Biotinylation of avi-tagged proteins

This protocol uses a kit, but works fine with BirA we purify ourselves too.

Materials

• Biomix A: 0.5M bicine buffer solution, pH 8.3
• Biomix B: 100mM ATP, 100mM Mg(OAc)2, 500uM d-biotin
• 1 mg/mL BirA biotin-protein ligase

Protocol

1. Buffer exchange proteins into 10 mM Tris-HCl, pH 8.0. (Salt inhibits BirA.)
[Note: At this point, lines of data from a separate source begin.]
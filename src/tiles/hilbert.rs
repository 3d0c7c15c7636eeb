//! Hilbert curve over a 2^L x 2^L grid
//!
//! Branch-free conversion using bit interleaving and parallel prefix scans
//! over 16-bit lanes, so every level up to 16 fits in `u32` arithmetic.

use crate::error::{GeometryError, Result};

/// Deepest supported level (grid of 65536 x 65536)
pub const MAX_LEVEL: u32 = 16;

/// Spread the low 16 bits of `x` to the even bit positions
#[inline]
fn interleave(mut x: u32) -> u32 {
    x = (x | (x << 8)) & 0x00FF_00FF;
    x = (x | (x << 4)) & 0x0F0F_0F0F;
    x = (x | (x << 2)) & 0x3333_3333;
    x = (x | (x << 1)) & 0x5555_5555;
    x
}

/// Gather the even bit positions of `x` into the low 16 bits
#[inline]
fn deinterleave(mut x: u32) -> u32 {
    x &= 0x5555_5555;
    x = (x | (x >> 1)) & 0x3333_3333;
    x = (x | (x >> 2)) & 0x0F0F_0F0F;
    x = (x | (x >> 4)) & 0x00FF_00FF;
    x = (x | (x >> 8)) & 0x0000_FFFF;
    x
}

/// Prefix XOR from the high bit down
#[inline]
fn prefix_scan(mut x: u32) -> u32 {
    x ^= x >> 8;
    x ^= x >> 4;
    x ^= x >> 2;
    x ^= x >> 1;
    x
}

fn check_level(level: u32, value: u64) -> Result<()> {
    if level > MAX_LEVEL {
        return Err(GeometryError::InvalidLevel { level, value });
    }
    Ok(())
}

/// Position of cell (`x`, `y`) along the level-`level` curve
pub fn xy_to_index(level: u32, x: u32, y: u32) -> Result<u64> {
    check_level(level, u64::from(x.max(y)))?;
    let side = 1u64 << level;
    if u64::from(x) >= side || u64::from(y) >= side {
        return Err(GeometryError::InvalidLevel {
            level,
            value: u64::from(x.max(y)),
        });
    }
    Ok(xy_to_index_unchecked(level, x, y))
}

/// `xy_to_index` for a level and cell already known to be in range
pub(crate) fn xy_to_index_unchecked(level: u32, x: u32, y: u32) -> u64 {
    if level == 0 {
        return 0;
    }

    let x = x << (16 - level);
    let y = y << (16 - level);

    let (mut a_, mut b_, mut c_, mut d_) = {
        let a = x ^ y;
        let b = 0xFFFF ^ a;
        let c = 0xFFFF ^ (x | y);
        let d = x & (y ^ 0xFFFF);
        (
            a | (b >> 1),
            (a >> 1) ^ a,
            ((c >> 1) ^ (b & (d >> 1))) ^ c,
            ((a & (c >> 1)) ^ (d >> 1)) ^ d,
        )
    };
    for shift in [2, 4] {
        let (a, b, c, d) = (a_, b_, c_, d_);
        a_ = (a & (a >> shift)) ^ (b & (b >> shift));
        b_ = (a & (b >> shift)) ^ (b & ((a ^ b) >> shift));
        c_ ^= (a & (c >> shift)) ^ (b & (d >> shift));
        d_ ^= (b & (c >> shift)) ^ ((a ^ b) & (d >> shift));
    }
    {
        let (a, b, c, d) = (a_, b_, c_, d_);
        c_ ^= (a & (c >> 8)) ^ (b & (d >> 8));
        d_ ^= (b & (c >> 8)) ^ ((a ^ b) & (d >> 8));
    }

    let a = c_ ^ (c_ >> 1);
    let b = d_ ^ (d_ >> 1);
    let i0 = x ^ y;
    let i1 = b | (0xFFFF ^ (i0 | a));
    let index = ((interleave(i1) << 1) | interleave(i0)) >> (32 - 2 * level);
    u64::from(index)
}

/// Cell at position `index` along the level-`level` curve
pub fn index_to_xy(level: u32, index: u64) -> Result<(u32, u32)> {
    check_level(level, index)?;
    if index >= 1u64 << (2 * level) {
        return Err(GeometryError::InvalidLevel { level, value: index });
    }
    if level == 0 {
        return Ok((0, 0));
    }

    // fits: index < 4^level <= 2^32
    let i = (index as u32) << (32 - 2 * level);
    let i0 = deinterleave(i);
    let i1 = deinterleave(i >> 1);

    let t0 = (i0 | i1) ^ 0xFFFF;
    let t1 = i0 & i1;
    let p0 = prefix_scan(t0);
    let p1 = prefix_scan(t1);
    let a = ((i0 ^ 0xFFFF) & p1) | (i0 & p0);

    let x = ((a ^ i1) & 0xFFFF) >> (16 - level);
    let y = ((a ^ i0 ^ i1) & 0xFFFF) >> (16 - level);
    Ok((x, y))
}
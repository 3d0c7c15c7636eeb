//! Geometry module for tile generation
//!
//! This module provides the coordinate primitives every algorithm works on.
//!
//! # Submodules
//! - `types` - Point, Topology tag, Geometry enum
//! - `buffer` - Reusable interleaved coordinate buffer
//! - `measure` - Distance, area and angle helpers

mod buffer;
mod measure;
mod types;

pub use types::{Geometry, Point, Polygon, Topology};

pub use buffer::CoordinateBuffer;

pub use measure::{
    corner_cos,
    line_length,
    points_length,
    segment_distance_sq,
    signed_ring_area,
    triangle_area,
};
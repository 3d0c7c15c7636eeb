//! Line utilities
//!
//! # Submodules
//! - `range` - Cached sub-line extraction by length fraction

mod range;

pub use range::LineRangeExtractor;
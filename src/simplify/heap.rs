//! Array-backed min-heap over integer handles with decrease/increase-key
//!
//! Each handle remembers the slot it currently occupies, so changing the
//! priority of any live element relocates exactly that element in O(log n).
//! Handles are plain `usize` ids (0..capacity); ties between equal values are
//! broken by the smaller handle so the pop order is deterministic.

const NOT_IN_HEAP: usize = usize::MAX;

pub struct IndexedMinHeap {
    /// slots[0..len] hold handles in heap order
    slots: Vec<usize>,
    /// values[handle] is the current priority of that handle
    values: Vec<f64>,
    /// slot_of[handle] is its position in `slots`, or NOT_IN_HEAP
    slot_of: Vec<usize>,
}

impl IndexedMinHeap {
    pub fn with_capacity(capacity: usize) -> Self {
        Self {
            slots: Vec::with_capacity(capacity),
            values: vec![f64::INFINITY; capacity],
            slot_of: vec![NOT_IN_HEAP; capacity],
        }
    }

    #[inline]
    pub fn len(&self) -> usize {
        self.slots.len()
    }

    #[inline]
    pub fn is_empty(&self) -> bool {
        self.slots.is_empty()
    }

    #[inline]
    pub fn contains(&self, handle: usize) -> bool {
        handle < self.slot_of.len() && self.slot_of[handle] != NOT_IN_HEAP
    }

    /// Insert `handle` with `value`, or change its value if already present
    pub fn push(&mut self, handle: usize, value: f64) {
        if self.contains(handle) {
            self.update(handle, value);
            return;
        }
        if handle >= self.values.len() {
            // Grow if needed
            let new_len = (handle + 1).max(self.values.len() * 2);
            self.values.resize(new_len, f64::INFINITY);
            self.slot_of.resize(new_len, NOT_IN_HEAP);
        }
        let slot = self.slots.len();
        self.slots.push(handle);
        self.values[handle] = value;
        self.slot_of[handle] = slot;
        self.float_up(slot);
    }

    /// Change the priority of a live handle; unknown handles are ignored
    pub fn update(&mut self, handle: usize, value: f64) {
        if !self.contains(handle) {
            return;
        }
        let old = self.values[handle];
        self.values[handle] = value;
        let slot = self.slot_of[handle];
        if value < old {
            self.float_up(slot);
        } else {
            self.float_down(slot);
        }
    }

    pub fn peek_id(&self) -> Option<usize> {
        self.slots.first().copied()
    }

    pub fn peek_value(&self) -> Option<f64> {
        self.peek_id().map(|h| self.values[h])
    }

    pub fn value_of(&self, handle: usize) -> Option<f64> {
        if self.contains(handle) {
            Some(self.values[handle])
        } else {
            None
        }
    }

    /// Remove and return the handle with the smallest value
    pub fn poll(&mut self) -> Option<usize> {
        let h_min = *self.slots.first()?;
        let last = self.slots.pop()?;
        self.slot_of[h_min] = NOT_IN_HEAP;
        if !self.slots.is_empty() {
            self.slots[0] = last;
            self.slot_of[last] = 0;
            self.float_down(0);
        }
        Some(h_min)
    }

    pub fn clear(&mut self) {
        for &h in &self.slots {
            self.slot_of[h] = NOT_IN_HEAP;
        }
        self.slots.clear();
    }

    /// true iff handle `a` sorts strictly before handle `b`
    #[inline]
    fn less(&self, a: usize, b: usize) -> bool {
        match self.values[a].total_cmp(&self.values[b]) {
            std::cmp::Ordering::Less => true,
            std::cmp::Ordering::Greater => false,
            std::cmp::Ordering::Equal => a < b,
        }
    }

    fn float_up(&mut self, mut curr: usize) {
        let h_curr = self.slots[curr];
        while curr > 0 {
            let parent = (curr - 1) >> 1;
            let h_parent = self.slots[parent];
            if !self.less(h_curr, h_parent) {
                break;
            }
            self.slots[curr] = h_parent;
            self.slot_of[h_parent] = curr;
            curr = parent;
        }
        self.slots[curr] = h_curr;
        self.slot_of[h_curr] = curr;
    }

    fn float_down(&mut self, mut curr: usize) {
        let size = self.slots.len();
        let h_curr = self.slots[curr];
        loop {
            let mut child = (curr << 1) + 1;
            if child >= size {
                break;
            }
            if child + 1 < size && self.less(self.slots[child + 1], self.slots[child]) {
                child += 1;
            }
            let h_child = self.slots[child];
            if !self.less(h_child, h_curr) {
                break;
            }
            self.slots[curr] = h_child;
            self.slot_of[h_child] = curr;
            curr = child;
        }
        self.slots[curr] = h_curr;
        self.slot_of[h_curr] = curr;
    }
}
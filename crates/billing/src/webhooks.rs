//! Razorpay webhook handling
//!
//! Verifies, records and completes `payment.captured` deliveries:
//!
//! 1. verify the HMAC over the raw body
//! 2. acknowledge anything other than `payment.captured` without persisting
//! 3. record the event (the only idempotency boundary)
//! 4. skip document work when a redelivered event already finished it
//! 5. run the [`DocumentPipeline`]
//!
//! There is no retry loop in here. A returned error becomes a 500 and Razorpay
//! redelivers; the reconciler re-drives events left `pending`.

use std::sync::Arc;

use serde::Serialize;

use crate::error::BillingResult;
use crate::idempotency::{DocumentStatus, NewPaymentEvent};
use crate::payload::WebhookEnvelope;
use crate::pipeline::DocumentPipeline;
use crate::reporting::ReportContext;
use crate::signature::SignatureVerifier;

/// One inbound HTTP delivery, as received
#[derive(Debug, Clone, Copy)]
pub struct WebhookDelivery<'a> {
    pub body: &'a [u8],
    pub signature: Option<&'a str>,
    pub event_id_header: Option<&'a str>,
}

/// What happened to a verified delivery
#[derive(Debug, Clone, PartialEq, Eq, Serialize)]
#[serde(tag = "outcome", rename_all = "snake_case")]
pub enum WebhookOutcome {
    /// Event type this service does not act on
    Ignored { event_type: String },
    /// Event already recorded and its document work already finished
    Duplicate {
        event_id: String,
        document_status: DocumentStatus,
    },
    /// Document work ran in this delivery
    Processed {
        event_id: String,
        newly_recorded: bool,
        document_status: DocumentStatus,
        document_number: Option<String>,
    },
}

/// Webhook handler for Razorpay payment events
pub struct WebhookHandler {
    verifier: SignatureVerifier,
    pipeline: Arc<DocumentPipeline>,
}
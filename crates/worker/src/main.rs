//! Xainik Background Worker
//!
//! Scheduled jobs:
//! - Reconcile payment events left `pending` by a failed delivery (every 10 minutes)
//! - Billing invariant checks (daily at 03:00 UTC)
//! - Heartbeat (every 5 minutes)

use std::sync::Arc;
use std::time::Duration;

use tokio_cron_scheduler::{Job, JobScheduler};
use tracing::{error, info, warn};
use xainik_billing::{
    AlertWebhookReporter, DocumentPipeline, ErrorReporter, InvariantCheckSummary,
    InvariantChecker, PipelineConfig, ReconcileResult, TracingReporter,
};
use xainik_shared::create_pool;

const DEFAULT_RECONCILE_AFTER_MINUTES: i64 = 10;
const RECONCILE_BATCH: i64 = 100;

fn env_flag(key: &str) -> bool {
    std::env::var(key)
        .map(|v| matches!(v.trim().to_ascii_lowercase().as_str(), "true" | "1" | "yes"))
        .unwrap_or(false)
}

fn reconcile_after() -> time::Duration {
    let minutes = match std::env::var("RECONCILE_AFTER_MINUTES") {
        Ok(raw) => raw.trim().parse::<i64>().unwrap_or_else(|_| {
            warn!(value = %raw, "Invalid RECONCILE_AFTER_MINUTES, using default");
            DEFAULT_RECONCILE_AFTER_MINUTES
        }),
        Err(_) => DEFAULT_RECONCILE_AFTER_MINUTES,
    };
    time::Duration::minutes(minutes.max(0))
}

fn build_reporter() -> anyhow::Result<Arc<dyn ErrorReporter>> {
    match std::env::var("ALERT_WEBHOOK_URL").ok().filter(|u| !u.trim().is_empty()) {
        Some(url) => {
            let client = reqwest::Client::builder()
                .timeout(Duration::from_secs(10))
                .build()?;
            Ok(Arc::new(AlertWebhookReporter::new(client, url)))
        }
        None => {
            warn!("Error reporting to tracing only (missing ALERT_WEBHOOK_URL)");
            Ok(Arc::new(TracingReporter))
        }
    }
}

/// Log results of a reconciliation pass
fn log_reconcile_results(results: &[ReconcileResult]) {
    let resolved = results
        .iter()
        .filter(|r| r.success && r.new_status != r.previous_status)
        .count();
    let failed = results.iter().filter(|r| !r.success).count();

    info!(
        examined = results.len(),
        resolved = resolved,
        failed = failed,
        "Payment reconciliation cycle complete"
    );

    for result in results.iter().filter(|r| !r.success) {
        error!(
            event_id = %result.provider_event_id,
            error = result.error.as_deref().unwrap_or("unknown"),
            "Payment event still pending after reconciliation"
        );
    }
}

fn log_invariant_summary(summary: &InvariantCheckSummary) {
    if summary.healthy {
        info!(checks_run = summary.checks_run, "Billing invariants hold");
        return;
    }

    warn!(
        checks_run = summary.checks_run,
        checks_failed = summary.checks_failed,
        worst = ?summary.worst_severity(),
        "Billing invariant violations found"
    );
    for violation in &summary.violations {
        warn!(
            invariant = %violation.invariant,
            severity = ?violation.severity,
            affected = violation.payment_event_ids.len(),
            "{}",
            violation.description
        );
    }
}

#[tokio::main]
async fn main() -> anyhow::Result<()> {
    // Load environment
    dotenvy::dotenv().ok();

    // Initialize logging
    tracing_subscriber::fmt()
        .with_env_filter(
            tracing_subscriber::EnvFilter::try_from_default_env()
                .unwrap_or_else(|_| tracing_subscriber::EnvFilter::new("info")),
        )
        .init();

    info!("Starting Xainik Worker");

    let database_url = std::env::var("DATABASE_URL")
        .map_err(|_| anyhow::anyhow!("DATABASE_URL must be set"))?;
    let pool = create_pool(&database_url, 5).await?;

    let pipeline = Arc::new(DocumentPipeline::postgres(
        pool.clone(),
        build_reporter()?,
        PipelineConfig {
            require_order_match: env_flag("REQUIRE_ORDER_MATCH"),
        },
    ));
    let invariants = Arc::new(InvariantChecker::new(pool));
    let older_than = reconcile_after();

    let scheduler = JobScheduler::new().await?;

    // Job 1: Re-drive stuck payment events
    let reconcile_pipeline = pipeline.clone();
    scheduler
        .add(Job::new_async("0 */10 * * * *", move |_uuid, _l| {
            let pipeline = reconcile_pipeline.clone();
            Box::pin(async move {
                match pipeline.reconcile_pending(older_than, RECONCILE_BATCH).await {
                    Ok(results) if results.is_empty() => {}
                    Ok(results) => log_reconcile_results(&results),
                    Err(e) => error!(error = %e, "Failed to list pending payment events"),
                }
            })
        })?)
        .await?;
    info!(
        after_minutes = older_than.whole_minutes(),
        "Scheduled: Payment reconciliation (every 10 minutes)"
    );

    // Job 2: Billing invariants
    let checker = invariants.clone();
    scheduler
        .add(Job::new_async("0 0 3 * * *", move |_uuid, _l| {
            let checker = checker.clone();
            Box::pin(async move {
                info!("Running billing invariant checks");
                match checker.run_all_checks().await {
                    Ok(summary) => log_invariant_summary(&summary),
                    Err(e) => error!(error = %e, "Billing invariant checks failed"),
                }
            })
        })?)
        .await?;
    info!("Scheduled: Billing invariant checks (03:00 UTC)");

    // Job 3: Heartbeat
    scheduler
        .add(Job::new_async("0 */5 * * * *", |_uuid, _l| {
            Box::pin(async move {
                info!("Worker heartbeat");
            })
        })?)
        .await?;

    scheduler.start().await?;
    info!("Xainik Worker started with 3 scheduled jobs");

    // The scheduler runs jobs in background tasks
    loop {
        tokio::time::sleep(Duration::from_secs(3600)).await;
    }
}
2. Dilute to 1 mg/ml protein solution.

3. Determine correct amount of BirA and buffer components for reactions.

   For MBP:
   
   1 nmol of 42 kDa protein = 42 µg.
   
   We want 10 nmol, so 420 µg.
   
   1 mg/ml protein solution has 500 µg protein in 0.5 ml.
   
   500 µg protein substrate/(420 µg substrate per 10 nmol) = 11.9 nmol substrate to be biotinylated.
   
   11.9 nmol substrate/(10 nmol per 2.5 µg BirA) = 2.97 µg BirA
   
   40 µM solution gives the most efficient reaction.
   
   1000 µg/1 ml avi-MBP WT = 66.6 µM
   
   (66.6 µM/40 µM)*(x/0.5 ml) => x = 0.83 ml.
   

4. Mix final reaction mixture. Bring up to 0.83 ml with Biomix A, B (10X), BirA, and buffer.

   • 500 µl substrate
   • 83 µl Biomix A
   • 83 µl Biomix B
   • 161 µl Tris buffer, pH 8.0
   • 3 µl BirA enzyme

5. Allowed reaction to proceed for 45 min at 30 °C.

6. Buffer exchange into fresh 10 mM Tris buffer to remove excess biotin.

7. Concentrate protein to final concentration of 1.7 mg/ml, ~40 µM.